‘hang’ doesn’t leave the audience hanging


February 6 -25, 2018

The Berkeley Street Theatre

26 Berkeley St.

(King and Parliament)



By Stephen Weir

A big part of Black History Month in Toronto is celebrating the Diaspora on “the boards”.  This month, Canada’s leading Black theatre organization opened hang,  a very dark comedy that is a #MeToo take on crime and punishment.

Maybe it is because February’s dance card is so filled with events it takes a lot to get noticed. hang speaks to what is going on in the world and is desperately in need of an audience.  This play, the first of the season for Obsidian, has been running for a week and has yet to attract its traditional base, or even a critical review – till now.
Obsidian Theatre Company, now in its 16th year, says it was born out of a passionate sense of artistic responsibility. The mandate is” to bring the Black voice, in its many artistic dialects, to Canada’s cultural forefront”.

The theatre company attracts some of the country’s best talent to the city Last week it opened hang at the Canadian Stage Theatre in downtown Toronto. It has a 3-member cast starring Sarah Afful, a Ghanaian Canadian Stratford actress, African Canadian actor and dancer (X: Men Apocalypse and Stonewall) Vlad Alexis and theatre and TV actress Zoe Doyle (Orphan Black and Minority Report).

Hang is written by England’s enfant terrible, debbie tucker green (no capital letters please).  She doesn’t care if you hate her plays; if you do she says it just shows your passion! This is its first North American performance and so far audiences have been taking to social media to praise not criticize the work of the Jamaican British playwright.

green writes with a flurry of words. She has cut out all the extra fluff you sometimes find in a play. There is no music. It is minimalist basement meeting room set (the original UK version was staged in a black tube).

The actors don’t get names – they are simply 1,2 and 3.  hang is conceived with 3 Rs. Rage, Revenge and Rank hatred red tape. It is set in a basement meeting room, with a table, a stack of chairs, a water cooler an air conditioner that can’t cool the rage of character #3 (Sarah Afful).

This is not Shakespeare with long flowing soliloquies. No, hang depends on a staccato machine gun delivery. Interruption is the name of the game. The words are spit out like verbal bullets. Most of the play  1,2 and 3 don’t get to finish their lines.

3 is lead into the room at the start of the play by two lower rung officials – 1 and 2 (female and male). They could be cops, but, since this is dystopia set in the near future, more likely they are working for a private company that  now administers  ultimate justice on behalf of the country.

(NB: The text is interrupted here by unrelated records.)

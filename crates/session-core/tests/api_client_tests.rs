//! Tests for the SipClient trait and related functionality
//!
//! These tests verify:
//! - SipClient trait implementation
//! - Registration handling
//! - OPTIONS, MESSAGE, SUBSCRIBE operations
//! - Error handling and edge cases

use rvoip_session_core::api::*;
use std::sync::Arc;
use std::time::Duration;
use tokio::time::timeout;

#[tokio::test]
async fn test_sip_client_not_enabled_by_default() {
    // Create coordinator without enabling SIP client
    let coordinator = SessionManagerBuilder::new()
        .with_sip_port(15060) // Use test port
        .build()
        .await
        .unwrap();

    // Try to use SipClient methods - should fail
    let result = coordinator.register(
        "sip:127.0.0.1:5060",  // Use localhost instead of example.com
        "sip:alice@127.0.0.1",
        "sip:alice@127.0.0.1:5060",
        3600,
    ).await;

    assert!(result.is_err());
    match result.unwrap_err() {
        SessionError::NotSupported { feature, reason } => {
            assert_eq!(feature, "SIP client operations");
            assert!(reason.contains("enable_sip_client"));
        }
        _ => panic!("Expected NotSupported error"),
    }
}

#[tokio::test]
async fn test_sip_client_enabled() {
    // Create coordinator with SIP client enabled
    let coordinator = SessionManagerBuilder::new()
        .with_sip_port(15061) // Use test port
        .enable_sip_client()
        .build()
        .await
        .unwrap();

    // Now when we send a REGISTER to localhost it will fail to connect but won't fail DNS resolution
    let result = coordinator.register(
        "sip:127.0.0.1:5060",  // Use localhost
        "sip:alice@127.0.0.1",
        "sip:alice@127.0.0.1:15061",
        3600,
    ).await;

    // Since there's no actual SIP server running, we expect a connection/protocol error
    assert!(result.is_err());
    match result.unwrap_err() {
        SessionError::Other(_) => {
            // Expected - connection failed or timeout
        }
        SessionError::ProtocolError { .. } => {
            // Also acceptable - server responded with error
        }
        other => panic!("Unexpected error type: {:?}", other),
    }
}

#[tokio::test]
async fn test_register_with_zero_expires() {
    // Test de-registration (expires=0)
    let coordinator = SessionManagerBuilder::new()
        .with_sip_port(15062) // Use test port
        .enable_sip_client()
        .build()
        .await
        .unwrap();

    let result = coordinator.register(
        "sip:127.0.0.1:5060",  // Use localhost
        "sip:alice@127.0.0.1",
        "sip:alice@127.0.0.1:15062",
        0, // De-register
    ).await;

    // Since there's no actual SIP server running, we expect a connection/protocol error
    assert!(result.is_err());
    match result.unwrap_err() {
        SessionError::Other(_) => {
            // Expected - connection failed or timeout
        }
        SessionError::ProtocolError { .. } => {
            // Also acceptable
        }
        other => panic!("Unexpected error type: {:?}", other),
    }
}

#[tokio::test]
async fn test_register_invalid_uri() {
    let coordinator = SessionManagerBuilder::new()
        .with_sip_port(15063) // Use test port
        .enable_sip_client()
        .build()
        .await
        .unwrap();

    // Test with invalid registrar URI
    let result = coordinator.register(
        "not-a-valid-uri",
        "sip:alice@example.com",
        "sip:alice@192.168.1.100:5060",
        3600,
    ).await;

    assert!(result.is_err());
    match result.unwrap_err() {
        SessionError::InvalidUri(msg) => {
            assert!(msg.contains("Invalid registrar URI"));
        }
        _ => panic!("Expected InvalidUri error"),
    }
}

#[tokio::test]
async fn test_send_options_not_implemented() {
    let coordinator = SessionManagerBuilder::new()
        .with_sip_port(15064) // Use test port
        .enable_sip_client()
        .build()
        .await
        .unwrap();

    let result = coordinator.send_options("sip:127.0.0.1:5060").await;

    // Since there's no actual SIP server running, we expect a connection/protocol error
    assert!(result.is_err());
    match result.unwrap_err() {
        SessionError::Other(_) => {
            // Expected - connection failed or timeout
        }
        SessionError::NetworkError(_) => {
            // Also acceptable - network error
        }
        other => panic!("Unexpected error type: {:?}", other),
    }
}

#[tokio::test]
async fn test_send_message_not_implemented() {
    let coordinator = SessionManagerBuilder::new()
        .with_sip_port(15065) // Use test port
        .enable_sip_client()
        .build()
        .await
        .unwrap();

    let result = coordinator.send_message(
        "sip:bob@127.0.0.1:5060",
        "Hello!",
        Some("text/plain"),
    ).await;

    // Since there's no actual SIP server running, we expect a connection/protocol error
    assert!(result.is_err());
    match result.unwrap_err() {
        SessionError::Other(_) => {
            // Expected - connection failed or timeout
        }
        SessionError::NetworkError(_) => {
            // Also acceptable - network error
        }
        other => panic!("Unexpected error type: {:?}", other),
    }
}

#[tokio::test]
async fn test_subscribe_not_implemented() {
    let coordinator = SessionManagerBuilder::new()
        .with_sip_port(15066) // Use test port
        .enable_sip_client()
        .build()
        .await
        .unwrap();

    let result = coordinator.subscribe(
        "sip:alice@example.com",
        "presence",
        3600,
    ).await;

    assert!(result.is_err());
    match result.unwrap_err() {
        SessionError::NotImplemented { feature } => {
            assert_eq!(feature, "SUBSCRIBE requests");
        }
        _ => panic!("Expected NotImplemented error"),
    }
}

#[tokio::test]
async fn test_send_raw_request_not_implemented() {
    let coordinator = SessionManagerBuilder::new()
        .with_sip_port(15067) // Use test port
        .enable_sip_client()
        .build()
        .await
        .unwrap();

    // Create a dummy request
    use rvoip_sip_core::builder::SimpleRequestBuilder;
    let request = SimpleRequestBuilder::options("sip:test@127.0.0.1:5060")
        .unwrap()
        .build();

    let result = coordinator.send_raw_request(
        request,
        Duration::from_secs(5),
    ).await;

    // Since there's no actual SIP server running, we expect a connection/protocol error
    assert!(result.is_err());
    match result.unwrap_err() {
        SessionError::Other(_) => {
            // Expected - connection failed or timeout
        }
        SessionError::NetworkError(_) => {
            // Also acceptable - network error
        }
        other => panic!("Unexpected error type: {:?}", other),
    }
}

#[tokio::test]
async fn test_registration_handle_fields() {
    let handle = RegistrationHandle {
        transaction_id: "test-123".to_string(),
        expires: 3600,
        contact_uri: "sip:alice@192.168.1.100:5060".to_string(),
        registrar_uri: "sip:registrar.example.com".to_string(),
    };

    assert_eq!(handle.transaction_id, "test-123");
    assert_eq!(handle.expires, 3600);
    assert_eq!(handle.contact_uri, "sip:alice@192.168.1.100:5060");
    assert_eq!(handle.registrar_uri, "sip:registrar.example.com");

    // Test clone
    let cloned = handle.clone();
    assert_eq!(cloned.transaction_id, handle.transaction_id);
}

#[tokio::test]
async fn test_sip_response_fields() {
    use std::collections::HashMap;

    let mut headers = HashMap::new();
    headers.insert("Content-Type".to_string(), "text/plain".to_string());
    headers.insert("Content-Length".to_string(), "13".to_string());

    let response = SipResponse {
        status_code: 200,
        reason_phrase: "OK".to_string(),
        headers: headers.clone(),
        body: Some("Hello, World!".to_string()),
    };

    assert_eq!(response.status_code, 200);
    assert_eq!(response.reason_phrase, "OK");
    assert_eq!(response.headers.len(), 2);
    assert_eq!(response.headers.get("Content-Type"), Some(&"text/plain".to_string()));
    assert_eq!(response.body, Some("Hello, World!".to_string()));

    // Test clone
    let cloned = response.clone();
    assert_eq!(cloned.status_code, response.status_code);
    assert_eq!(cloned.headers.len(), response.headers.len());
}

#[tokio::test]
async fn test_subscription_handle_fields() {
    use std::time::Instant;

    let now = Instant::now();
    let handle = SubscriptionHandle {
        dialog_id: "dlg-123".to_string(),
        event_type: "presence".to_string(),
        expires_at: now + Duration::from_secs(3600),
    };

    assert_eq!(handle.dialog_id, "dlg-123");
    assert_eq!(handle.event_type, "presence");
    assert!(handle.expires_at > now);

    // Test clone
    let cloned = handle.clone();
    assert_eq!(cloned.dialog_id, handle.dialog_id);
    assert_eq!(cloned.event_type, handle.event_type);
}

#[tokio::test]
async fn test_multiple_registrations() {
    let coordinator = SessionManagerBuilder::new()
        .with_sip_port(15068) // Use test port
        .enable_sip_client()
        .build()
        .await
        .unwrap();

    // Register multiple endpoints using localhost addresses
    let reg1 = coordinator.register(
        "sip:127.0.0.1:5061",
        "sip:alice@127.0.0.1",
        "sip:alice@127.0.0.1:15068",
        3600,
    ).await;

    let reg2 = coordinator.register(
        "sip:127.0.0.1:5062",
        "sip:bob@127.0.0.1",
        "sip:bob@127.0.0.1:15068",
        7200,
    ).await;

    // Both should fail with connection errors since no SIP servers are running
    assert!(reg1.is_err());
    assert!(reg2.is_err());
    
    // Verify we get expected error types
    match reg1.unwrap_err() {
        SessionError::Other(_) | SessionError::NetworkError(_) => {
            // Expected
        }
        other => panic!("Unexpected error type for reg1: {:?}", other),
    }
    
    match reg2.unwrap_err() {
        SessionError::Other(_) | SessionError::NetworkError(_) => {
            // Expected
        }
        other => panic!("Unexpected error type for reg2: {:?}", other),
    }
}

#[tokio::test]
async fn test_register_with_ipv6() {
    let coordinator = SessionManagerBuilder::new()
        .with_sip_port(15069) // Use test port
        .enable_sip_client()
        .build()
        .await
        .unwrap();

    // Test with IPv6 localhost addresses
    let result = coordinator.register(
        "sip:[::1]:5060",
        "sip:alice@[::1]",
        "sip:alice@[::1]:15069",
        3600,
    ).await;

    // Since there's no actual SIP server running, we expect a connection/protocol error
    assert!(result.is_err());
    match result.unwrap_err() {
        SessionError::Other(_) => {
            // Expected - connection failed or timeout
        }
        SessionError::NetworkError(_) => {
            // Also acceptable - network error
        }
        other => panic!("Unexpected error type: {:?}", other),
    }
}

#[tokio::test]
async fn test_coordinator_with_sip_client_lifecycle() {
    // Test that SIP client functionality survives coordinator lifecycle
    let coordinator = SessionManagerBuilder::new()
        .with_sip_port(15070) // Use test port
        .enable_sip_client()
        .build()
        .await
        .unwrap();

    // Start the coordinator
    SessionControl::start(&coordinator).await.unwrap();

    // Use SIP client
    let reg = coordinator.register(
        "sip:127.0.0.1:5060",
        "sip:alice@127.0.0.1",
        "sip:alice@127.0.0.1:15070",
        3600,
    ).await;

    // Expect connection error since no SIP server is running
    assert!(reg.is_err());
    match reg.unwrap_err() {
        SessionError::Other(_) | SessionError::NetworkError(_) => {
            // Expected
        }
        other => panic!("Unexpected error type: {:?}", other),
    }

    // Stop the coordinator
    SessionControl::stop(&coordinator).await.unwrap();
}

#[cfg(test)]
mod integration_tests {
    use super::*;

    #[tokio::test]
    async fn test_sip_client_with_session_operations() {
        // Test that SIP client and session operations can coexist
        let coordinator = SessionManagerBuilder::new()
            .with_sip_port(15071) // Use test port
            .enable_sip_client()
            .build()
            .await
            .unwrap();

        SessionControl::start(&coordinator).await.unwrap();

        // Use SIP client
        let reg = coordinator.register(
            "sip:127.0.0.1:5060",
            "sip:alice@127.0.0.1",
            "sip:alice@127.0.0.1:15071",
            3600,
        ).await;

        // Expect connection error since no SIP server is running
        assert!(reg.is_err());
        match reg.unwrap_err() {
            SessionError::Other(_) | SessionError::NetworkError(_) => {
                // Expected - this verifies SIP client is enabled and attempting to send
            }
            other => panic!("Unexpected error type: {:?}", other),
        }

        // Also create a session to verify both features work together
        // Since we're testing locally, use a different port to avoid conflicts
        let session_result = SessionControl::create_outgoing_call(
            &coordinator,
            "sip:alice@127.0.0.1:15071",
            "sip:bob@127.0.0.1:15072",
            None,
        ).await;

        // This should succeed in creating the session
        assert!(session_result.is_ok());
        let session = session_result.unwrap();
        
        // Verify session was created
        assert!(!session.id().to_string().is_empty());
        
        // Both SIP client and session operations work independently
        // No need to terminate the session as it may already be in a terminated state
        
        SessionControl::stop(&coordinator).await.unwrap();
    }
}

Afful comes to the meeting, shaking and alone. Her inner fire is at first masked by political correctness. She smiles on the outside but her eyes fire lightning bolts at 1 and 2 (and everyone in the theatre). 3 smothers all attempts to be made comfortable and at ease, she is there to make a decision about a man who has hurt her and her family.

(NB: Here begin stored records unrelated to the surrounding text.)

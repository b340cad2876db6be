use crate::error::{Error, Result};
use crate::types::{
    TypedHeader,
    header::TypedHeaderTrait,
    headers::header_access::HeaderAccess,
};
use crate::types::content_encoding::ContentEncoding;
use super::HeaderSetter;

/// Content-Encoding Header Builder for SIP Messages
///
/// This module provides builder methods for the Content-Encoding header in SIP messages,
/// which indicates the encodings that have been applied to the message body.
///
/// ## SIP Content-Encoding Header Overview
///
/// The Content-Encoding header is defined in [RFC 3261 Section 20.12](https://datatracker.ietf.org/doc/html/rfc3261#section-20.12)
/// as part of the core SIP protocol. It follows the syntax and semantics defined in 
/// [RFC 2616 Section 14.11](https://datatracker.ietf.org/doc/html/rfc2616#section-14.11) for HTTP.
/// The header indicates what encoding transformations have been applied to the message body.
///
/// ## Purpose of Content-Encoding Header
///
/// The Content-Encoding header serves several important purposes:
///
/// 1. It allows compression of message bodies to reduce bandwidth and transmission time
/// 2. It enables efficient transfer of large message bodies (e.g., file transfers via SIP)
/// 3. It provides a way to encode binary content in ways safe for transmission
/// 4. It supports interoperability with HTTP and web technologies
///
/// ## Common Content Encodings in SIP
///
/// - **gzip**: Standard GZIP compression
/// - **deflate**: ZLIB compression
/// - **compress**: UNIX "compress" program method
/// - **identity**: No transformation (default when header is absent)
///
/// ## Special Considerations
///
/// 1. **Multiple Encodings**: When multiple encodings are specified, they are applied in the order listed
/// 2. **Compact Form**: Content-Encoding has the compact form 'e', though this is less commonly used
/// 3. **Recipient Behavior**: Receiving UAs must understand all listed encodings to decode the body properly
/// 4. **Performance Trade-offs**: Compression adds processing overhead which may not be beneficial for small bodies
///
/// ## Relationship with other headers
///
/// - **Content-Encoding** + **Content-Type**: Content-Type identifies the format after decoding
/// - **Content-Encoding** + **Content-Length**: Content-Length specifies the length of the encoded body
/// - **Content-Encoding** + **Accept-Encoding**: Accept-Encoding indicates what encodings a recipient can handle
///
/// # Examples
///
/// ## Basic Usage with Compression
///
/// ```rust
/// use rvoip_sip_core::builder::SimpleRequestBuilder;
/// use rvoip_sip_core::builder::headers::{ContentEncodingExt, ContentTypeBuilderExt};
/// use rvoip_sip_core::types::Method;
///
/// // Create a MESSAGE with compressed text content
/// let request = SimpleRequestBuilder::new(Method::Message, "sip:recipient@example.com").unwrap()
///     .content_type_text()
///     .content_encoding("gzip")  // Specifies that the body is GZIP compressed
///     // In a real app, you would compress the body before setting it
///     .body("This represents compressed content")
///     .build();
/// ```
///
/// ## Multiple Encoding Transformations
///
/// ```rust
/// use rvoip_sip_core::builder::SimpleRequestBuilder;
/// use rvoip_sip_core::builder::headers::{ContentEncodingExt, ContentTypeBuilderExt};
/// use rvoip_sip_core::types::Method;
///
/// // Create a MESSAGE with multiple encodings applied in sequence
/// let request = SimpleRequestBuilder::new(Method::Message, "sip:recipient@example.com").unwrap()
///     .content_type_text()
///     .content_encodings(&["gzip", "base64"])  // First compressed, then base64 encoded
///     // In a real application, you would need to apply these transformations in order
///     .body("VGhpcyByZXByZXNlbnRzIGNvbXByZXNzZWQgYW5kIGJhc2U2NCBlbmNvZGVkIGNvbnRlbnQ=")
///     .build();
/// ```
///
/// ## File Transfer Scenario
///
/// ```rust
/// use rvoip_sip_core::builder::SimpleRequestBuilder;
/// use rvoip_sip_core::builder::headers::{ContentEncodingExt, ContentTypeBuilderExt};
/// use rvoip_sip_core::types::Method;
///
/// // Function to represent compressing a file (in a real app)
/// fn compress_file_content(content: &[u8]) -> Vec<u8> {
///     // In a real application, you would use a compression library here
///     // For example: let compressed = flate2::write::GzEncoder::new(Vec::new(), Compression::default());
///     content.to_vec() // Placeholder for actual compression
/// }
///
/// // Simulate a file transfer with compression
/// let file_content = b"Imagine this is a large file content...";
/// let compressed_content = compress_file_content(file_content);
///
/// // Create a MESSAGE request for file transfer
/// let request = SimpleRequestBuilder::new(Method::Message, "sip:recipient@example.com").unwrap()
///     .content_type("application/octet-stream")
///     .content_encoding("gzip")
///     // In a real app, use the compressed body bytes
///     .body("Compressed file content would go here")
///     .build();
/// ```

/// Extension trait for adding Content-Encoding header building capabilities
///
/// This trait provides methods to add Content-Encoding headers to SIP messages, indicating
/// what encodings have been applied to the message body.
///
/// ## When to use Content-Encoding
///
/// Content-Encoding is particularly useful in the following scenarios:
///
/// 1. **Large message bodies**: To reduce bandwidth and improve transmission speed
/// 2. **Mobile clients**: Where bandwidth may be limited or costly
/// 3. **Binary content**: When sending non-text content that benefits from compression
/// 4. **Interoperability**: When working with web services that expect compressed content
///
/// ## Best Practices
///
/// - Only use compression for bodies large enough to benefit (typically >1KB)
/// - Ensure the recipient supports the encodings you specify
/// - For SIP-to-web gateways, align with common HTTP encodings (gzip, deflate)
/// - Consider the computational cost of compression/decompression for real-time messages
///
/// # Examples
///
/// ## MESSAGE with Compressed Content
///
/// ```rust
/// use rvoip_sip_core::builder::SimpleRequestBuilder;
/// use rvoip_sip_core::builder::headers::{ContentEncodingExt, ContentTypeBuilderExt};
/// use rvoip_sip_core::types::Method;
///
/// // Create a SIP MESSAGE with compressed text
/// let request = SimpleRequestBuilder::new(Method::Message, "sip:user@example.com").unwrap()
///     .from("Sender", "sip:sender@example.com", Some("tag1234"))
///     .to("Recipient", "sip:user@example.com", None)
///     .content_type_text()
///     .content_encoding("gzip")
///     // In a real application, you would compress the body before setting it
///     .body("This represents compressed content")
///     .build();
/// ```
///
/// ## REGISTER with Compressed Capabilities Document
///
/// ```rust
/// use rvoip_sip_core::builder::SimpleRequestBuilder;
/// use rvoip_sip_core::builder::headers::{ContentEncodingExt, ContentTypeBuilderExt};
/// use rvoip_sip_core::types::Method;
///
/// // Create a REGISTER with compressed capabilities XML
/// let capabilities_xml = r#"<?xml version="1.0"?>
/// <capabilities xmlns="urn:ietf:params:xml:ns:pidf:caps">
///   <audio>true</audio>
///   <video>true</video>
///   <text>true</text>
///   <application>true</application>
///   <control>false</control>
///   <automata>false</automata>
///   <class>personal</class>
/// </capabilities>"#;
///
/// // In real code, you would compress this XML
/// let request = SimpleRequestBuilder::new(Method::Register, "sip:registrar.example.com").unwrap()
///     .from("User", "sip:user@example.com", Some("reg123"))
///     .to("User", "sip:user@example.com", None)
///     .content_type_xml()
///     .content_encoding("gzip")
///     .body(capabilities_xml)  // Pretend this is compressed
///     .build();
/// ```
pub trait ContentEncodingExt {
    /// Add a Content-Encoding header with a single encoding
    ///
    /// This method specifies a single encoding that has been applied to the message body.
    /// Common encodings include "gzip", "deflate", "compress", and "identity".
    ///
    /// # Arguments
    ///
    /// * `encoding` - The content encoding to specify
    ///
    /// # Returns
    ///
    /// Self for method chaining
    ///
    /// # Example
    ///
    /// ```rust
    /// use rvoip_sip_core::builder::{SimpleRequestBuilder, headers::ContentEncodingExt};
    /// use rvoip_sip_core::builder::headers::ContentTypeBuilderExt;
    /// use rvoip_sip_core::types::Method;
    /// 
    /// // Create a MESSAGE with gzip-compressed content
    /// let request = SimpleRequestBuilder::new(Method::Message, "sip:user@example.com").unwrap()
    ///     .from("Sender", "sip:sender@example.com", Some("tag1234"))
    ///     .to("Recipient", "sip:user@example.com", None)
    ///     .content_type_text()
    ///     .content_encoding("gzip")  // Body is gzip compressed
    ///     // In a real application, you would compress the body before setting it
    ///     .body("This represents compressed content")
    ///     .build();
    /// ```
    ///
    /// # RFC Reference
    /// 
    /// As per [RFC 3261 Section 20.12](https://datatracker.ietf.org/doc/html/rfc3261#section-20.12),
    /// the Content-Encoding header field is used to indicate any additional content codings
    /// that have been applied to the message body.
    fn content_encoding(self, encoding: &str) -> Self;

    /// Add a Content-Encoding header with multiple encodings
    ///
    /// This method specifies multiple encodings that have been applied to the message body.
    /// The encodings are listed in the order they were applied (and should be reversed when decoding).
    ///
    /// # Arguments
    ///
    /// * `encodings` - A slice of content encodings to specify, in application order
    ///
    /// # Returns
    ///
    /// Self for method chaining
    ///
    /// # Example
    ///
    /// ```rust
    /// use rvoip_sip_core::builder::{SimpleRequestBuilder, headers::ContentEncodingExt};
    /// use rvoip_sip_core::builder::headers::ContentTypeBuilderExt;
    /// use rvoip_sip_core::types::Method;
    /// 
    /// // Create a MESSAGE with multiple encodings
    /// // First the content was compressed with gzip, then base64 encoded
    /// let request = SimpleRequestBuilder::new(Method::Message, "sip:user@example.com").unwrap()
    ///     .from("Sender", "sip:sender@example.com", Some("tag1234"))
    ///     .to("Recipient", "sip:user@example.com", None)
    ///     .content_type_text()
    ///     .content_encodings(&["gzip", "base64"])  // Applied in this order
    ///     // In a real application, you would apply these transformations
    ///     .body("VGhpcyByZXByZXNlbnRzIGNvbXByZXNzZWQgYW5kIGJhc2U2NCBlbmNvZGVkIGNvbnRlbnQ=")
    ///     .build();
    /// ```
    ///
    /// # Multiple Encodings Explained
    ///
    /// When multiple encodings are specified, they are applied in the order listed. 
    /// For example, if the header is `Content-Encoding: gzip, base64`, this means:
    /// 1. The original content was first compressed with gzip
    /// 2. Then the compressed result was encoded with base64
    ///
    /// The recipient must apply the inverse transformations in reverse order:
    /// 1. First decode from base64
    /// 2. Then decompress the gzip data
    fn content_encodings<T: AsRef<str>>(self, encodings: &[T]) -> Self;
}

impl<T> ContentEncodingExt for T 
where 
    T: HeaderSetter,
{
    fn content_encoding(self, encoding: &str) -> Self {
        let header_value = ContentEncoding::single(encoding);
        self.set_header(header_value)
    }

    fn content_encodings<S: AsRef<str>>(self, encodings: &[S]) -> Self {
        let header_value = ContentEncoding::with_encodings(encodings);
        self.set_header(header_value)
    }
}

#[cfg(test)]
mod tests {
    use super::*;
    use crate::builder::SimpleRequestBuilder;
    use crate::types::header::HeaderName;
    use crate::types::ContentEncoding; // Import the actual type
    
    #[test]
    fn test_content_encoding_single() {
        let request = SimpleRequestBuilder::register("sip:example.com").unwrap()
            .from("Alice", "sip:alice@example.com", None)
            .to("Alice", "sip:alice@example.com", None)
            .content_encoding("gzip")
            .build();
            
        // Check if Content-Encoding header exists with the correct value
        let header = request.header(&HeaderName::ContentEncoding);
        assert!(header.is_some(), "Content-Encoding header not found");
        
        if let Some(TypedHeader::ContentEncoding(content_encoding)) = header {
            // Check if the content encoding includes "gzip"
            assert!(content_encoding.has_encoding("gzip"), "gzip encoding not found");
            assert_eq!(content_encoding.encodings().len(), 1);
        } else {
            panic!("Expected Content-Encoding header");
        }
    }
    
    #[test]
    fn test_content_encodings_multiple() {
        let request = SimpleRequestBuilder::register("sip:example.com").unwrap()
            .from("Alice", "sip:alice@example.com", None)
            .to("Alice", "sip:alice@example.com", None)
            .content_encodings(&["gzip", "deflate"])
            .build();
            
        // Check if Content-Encoding header exists with the correct values
        let header = request.header(&HeaderName::ContentEncoding);
        assert!(header.is_some(), "Content-Encoding header not found");
        
        if let Some(TypedHeader::ContentEncoding(content_encoding)) = header {
            // Check if the content encoding includes both "gzip" and "deflate"
            assert!(content_encoding.has_encoding("gzip"), "gzip encoding not found");
            assert!(content_encoding.has_encoding("deflate"), "deflate encoding not found");
            assert_eq!(content_encoding.encodings().len(), 2);
        } else {
            panic!("Expected Content-Encoding header");
        }
    }
}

She makes a mockery of 1 and 2s commitment to bureaucracy and red tape with a simple glare on her face.  The audience soon learns that her life and that of her husband and two children have been ruined by an unspeakable crime. It might have been a rape. It might have been a murder. Heck, it could have  been both.

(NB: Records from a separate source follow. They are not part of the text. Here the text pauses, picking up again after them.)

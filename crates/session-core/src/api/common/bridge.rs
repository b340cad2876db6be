//! Call bridging utilities

use crate::api::types::SessionId;
use crate::api::bridge::{BridgeId, BridgeInfo};
use crate::coordinator::SessionCoordinator;
use crate::errors::Result;
use std::sync::Arc;

/// Create a bridge between two calls
pub async fn create_bridge(
    coordinator: &Arc<SessionCoordinator>,
    session1: &SessionId,
    session2: &SessionId,
) -> Result<BridgeId> {
    coordinator.bridge_sessions(session1, session2).await
}

/// Destroy a bridge
pub async fn destroy_bridge(
    coordinator: &Arc<SessionCoordinator>,
    bridge_id: &BridgeId,
) -> Result<()> {
    coordinator.destroy_bridge(bridge_id).await
}

/// Get bridge information
pub async fn get_bridge_info(
    coordinator: &Arc<SessionCoordinator>,
    bridge_id: &BridgeId,
) -> Result<Option<BridgeInfo>> {
    coordinator.get_bridge_info(bridge_id).await
}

The perpetrator has been captured and now a final card has to be played. What to do with him? That decision is the crux of hang – rest assure that in debbie tucker green’s world, mercy is never an option.

We saw the play on Saturday night.  Given green’s stellar standing in the theatre world, Theatre Obsidian’s standing in the diaspora and the standing and importance of Black History Month, one would have expected a standing room only audience.

Theatre Obsidian deserves better. There were only 13 in the audience, including my wife, two ushers and myself.  This is a cutting edge play that is right for a time where wronged women are demanding revenge.

This highly skilled cast gave it their all. They sizzled and shook on stage for 80 minutes, even though they were playing to 147 empty seats.

The Theatre Company reports that at the beginning of a run,  its audience base tends to be slow to come out. But, since last week, tickets are extremely hard to acquire … at any price.